** Opening Source material block **

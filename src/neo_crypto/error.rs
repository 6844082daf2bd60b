use thiserror::Error;

/// Errors raised by cryptographic operations.
#[derive(Error, Debug, PartialEq, Eq)]
pub enum CryptoError {
	#[error("Invalid public key")]
	InvalidPublicKey,

	#[error("Invalid private key")]
	InvalidPrivateKey,

	#[error("Invalid format: {0}")]
	InvalidFormat(String),

	#[error("Signing failed")]
	SigningError,

	#[error("Signature verification failed")]
	SignatureVerificationError,

	#[error("Public key recovery failed")]
	RecoveryFailed,

	#[error("Base58 checksum mismatch")]
	ChecksumMismatch,

	#[error("Randomness source failed: {0}")]
	RngError(String),

	#[error(transparent)]
	FromHexError(#[from] hex::FromHexError),
}
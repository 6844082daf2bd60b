/// Protocol-level constants for Neo N3.
#[derive(Copy, Clone, Debug)]
pub struct NeoConstants {}

impl NeoConstants {
	// Network magic numbers
	pub const MAGIC_NUMBER_MAINNET: u32 = 860_833_102;
	pub const MAGIC_NUMBER_TESTNET: u32 = 894_710_606;

	// Accounts, addresses, keys
	pub const MAX_PUBLIC_KEYS_PER_MULTI_SIG_ACCOUNT: u32 = 1024;
	pub const HASH160_SIZE: u32 = 20;
	pub const HASH256_SIZE: u32 = 32;
	pub const PRIVATE_KEY_SIZE: u32 = 32;
	pub const PUBLIC_KEY_SIZE_COMPRESSED: u32 = 33;
	pub const SIGNATURE_SIZE: u32 = 64;
	pub const VERIFICATION_SCRIPT_SIZE: u32 = 40;
	pub const WIF_LENGTH: u32 = 38;

	// Transactions & contracts
	pub const CURRENT_TX_VERSION: u8 = 0;
	pub const MAX_TRANSACTION_SIZE: u32 = 102_400;
	pub const MAX_TRANSACTION_ATTRIBUTES: u32 = 16;
	pub const MAX_SIGNER_SUBITEMS: u32 = 16;
	pub const MAX_MANIFEST_SIZE: u32 = 0xFFFF;
	pub const MAX_ITERATOR_ITEMS_DEFAULT: u32 = 100;

	// Blocks
	pub const MAX_VALID_UNTIL_BLOCK_INCREMENT_DEFAULT: u32 = 5760;
	pub const MILLISECONDS_PER_BLOCK: u32 = 15_000;

	// Fee fractions (1 GAS = 10^8 fractions)
	pub const FEE_FRACTIONS_PER_GAS: i64 = 100_000_000;

	// NEP-2 framing
	pub const NEP_HEADER_1: u8 = 0x01;
	pub const NEP_HEADER_2: u8 = 0x42;
	pub const NEP_FLAG: u8 = 0xE0;

	// Scrypt defaults for NEP-2 (N = 2^14, r = 8, p = 8)
	pub const SCRYPT_LOG_N: u8 = 14;
	pub const SCRYPT_N: u32 = 16384;
	pub const SCRYPT_R: u32 = 8;
	pub const SCRYPT_P: u32 = 8;
	pub const SCRYPT_DK_LEN: usize = 64;
	/// Upper bound on scrypt working memory (128 * N * r * p), 1 GiB.
	pub const SCRYPT_MEMORY_CEILING: u64 = 1 << 30;

	// Seed nodes
	pub const SEED_1: &'static str = "https://mainnet1.neo.coz.io:443";
	pub const SEED_2: &'static str = "https://mainnet2.neo.coz.io:443";
	pub const SEED_3: &'static str = "https://mainnet3.neo.coz.io:443";

	pub fn new() -> Self {
		Self {}
	}
}

impl Default for NeoConstants {
	fn default() -> Self {
		Self::new()
	}
}
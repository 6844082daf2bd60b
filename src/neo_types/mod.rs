//! # Neo Types
//!
//! Core data types for the Neo N3 ecosystem.
//!
//! ## Overview
//!
//! The neo_types module provides the value types the rest of the crate is
//! built from:
//!
//! - Script hashes (`H160`) and transaction/block hashes (`H256`) with
//!   hex, little-endian and Base58Check address conversions
//! - The contract parameter model and its JSON encoding for RPC
//! - NeoVM op codes, stack items and VM states
//! - Serde helpers for fixed-width hash types

pub use address::*;
pub use contract_parameter::*;
pub use error::*;
pub use invocation_result::*;
pub use op_code::*;
pub use script_hash::*;
pub use scrypt_params::*;
pub use serde_with_utils::*;
pub use stack_item::*;
pub use tx_hash::*;
pub use vm_state::*;

mod address;
mod contract_parameter;
mod error;
mod invocation_result;
mod op_code;
mod script_hash;
mod scrypt_params;
mod serde_with_utils;
mod stack_item;
mod tx_hash;
mod vm_state;

/// An arbitrary byte string.
pub type Bytes = Vec<u8>;

/// Converts a `Vec<u8>` into a fixed 32-byte array.
pub fn vec_to_array32(vec: Vec<u8>) -> Result<[u8; 32], TypeError> {
	vec.try_into()
		.map_err(|_| TypeError::InvalidFormat("Expected exactly 32 bytes".to_string()))
}
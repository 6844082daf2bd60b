use serde::{Deserialize, Serialize};

use crate::{
	builder::VerificationScript,
	crypto::FromBase64String,
	neo_protocol::{Account, AccountTrait},
	neo_types::{Address, ContractParameterType},
	neo_wallets::{Nep6Contract, Nep6Parameter, WalletError},
};

/// One account entry of a NEP-6 wallet file.
#[derive(Clone, Debug, Serialize, Deserialize)]
pub struct Nep6Account {
	#[serde(rename = "address")]
	pub address: Address,

	#[serde(rename = "label")]
	pub label: Option<String>,

	#[serde(rename = "isDefault", default)]
	pub is_default: bool,

	#[serde(rename = "lock", default)]
	pub lock: bool,

	/// The NEP-2 encrypted private key, when the account has one.
	#[serde(rename = "key")]
	pub key: Option<String>,

	#[serde(rename = "contract")]
	pub contract: Option<Nep6Contract>,

	#[serde(rename = "extra", default, skip_serializing_if = "Option::is_none")]
	pub extra: Option<serde_json::Value>,
}

impl PartialEq for Nep6Account {
	// Key material and metadata may differ between exports; identity is
	// the address.
	fn eq(&self, other: &Self) -> bool {
		self.address == other.address
	}
}

impl Nep6Account {
	/// Converts an [`Account`] into its NEP-6 form. Key-bearing accounts
	/// must have been NEP-2 encrypted beforehand; plaintext keys never
	/// reach a wallet file.
	pub fn from_account(account: &Account, is_default: bool) -> Result<Self, WalletError> {
		if account.key_pair().is_some() && account.encrypted_private_key().is_none() {
			return Err(WalletError::AccountState(
				"Encrypt the account's private key before exporting it to NEP-6".to_string(),
			));
		}

		let contract = account.get_verification_script().map(|script| {
			let parameters = match script.get_signing_threshold() {
				Ok(threshold) if threshold > 1 => (0..threshold)
					.map(|i| Nep6Parameter {
						param_name: format!("signature{i}"),
						param_type: ContractParameterType::Signature,
					})
					.collect(),
				_ => vec![Nep6Parameter {
					param_name: "signature".to_string(),
					param_type: ContractParameterType::Signature,
				}],
			};
			Nep6Contract {
				script: Some(crate::crypto::ToBase64String::to_base64_string(
					script.script().as_slice(),
				)),
				nep6_parameters: parameters,
				is_deployed: false,
			}
		});

		Ok(Nep6Account {
			address: account.get_address(),
			label: account.label().cloned(),
			is_default,
			lock: account.is_locked(),
			key: account.encrypted_private_key().cloned(),
			contract,
			extra: None,
		})
	}

	/// Rebuilds an [`Account`] from its NEP-6 form, validating that a
	/// present contract script matches the declared parameter count.
	pub fn to_account(&self) -> Result<Account, WalletError> {
		let verification_script = match &self.contract {
			Some(contract) => match &contract.script {
				Some(encoded) => {
					let bytes = encoded.from_base64_string().map_err(|e| {
						WalletError::InvalidNep6(format!("Corrupt contract script: {e}"))
					})?;
					let script = VerificationScript::from(bytes);

					let expected_params = script.get_signing_threshold().unwrap_or(1) as usize;
					if !contract.nep6_parameters.is_empty()
						&& contract.nep6_parameters.len() != expected_params
					{
						return Err(WalletError::InvalidNep6(format!(
							"The contract of {} declares {} parameters but its script requires {}",
							self.address,
							contract.nep6_parameters.len(),
							expected_params
						)));
					}
					Some(script)
				},
				None => None,
			},
			None => None,
		};

		let mut account = match &self.key {
			Some(nep2) =>
				Account::from_nep2_locked(&self.address, nep2.clone(), verification_script)?,
			None => match verification_script {
				Some(script) => {
					let account = Account::from_verification_script(&script);
					if account.get_address() != self.address {
						return Err(WalletError::InvalidNep6(format!(
							"The contract script of {} hashes to a different address",
							self.address
						)));
					}
					account
				},
				None => Account::from_address(&self.address)?,
			},
		};

		account.set_label(self.label.clone());
		account.set_locked(self.lock);
		Ok(account)
	}
}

** Closing Source material block **

→ **What is expected**:
Give back, unchanged, the run of lines in the listing above that begins at the line containing "impl Default for" and ends at the line containing "pub use scrypt_params::*;", both included.

→ **Written reply**:
impl Default for NeoConstants {
	fn default() -> Self {
		Self::new()
	}
}
repository 6844082daf2bd60b
filename src/neo_types/mod.rs
//! # Neo Types
//!
//! Core data types for the Neo N3 ecosystem.
//!
//! ## Overview
//!
//! The neo_types module provides the value types the rest of the crate is
//! built from:
//!
//! - Script hashes (`H160`) and transaction/block hashes (`H256`) with
//!   hex, little-endian and Base58Check address conversions
//! - The contract parameter model and its JSON encoding for RPC
//! - NeoVM op codes, stack items and VM states
//! - Serde helpers for fixed-width hash types

pub use address::*;
pub use contract_parameter::*;
pub use error::*;
pub use invocation_result::*;
pub use op_code::*;
pub use script_hash::*;
pub use scrypt_params::*;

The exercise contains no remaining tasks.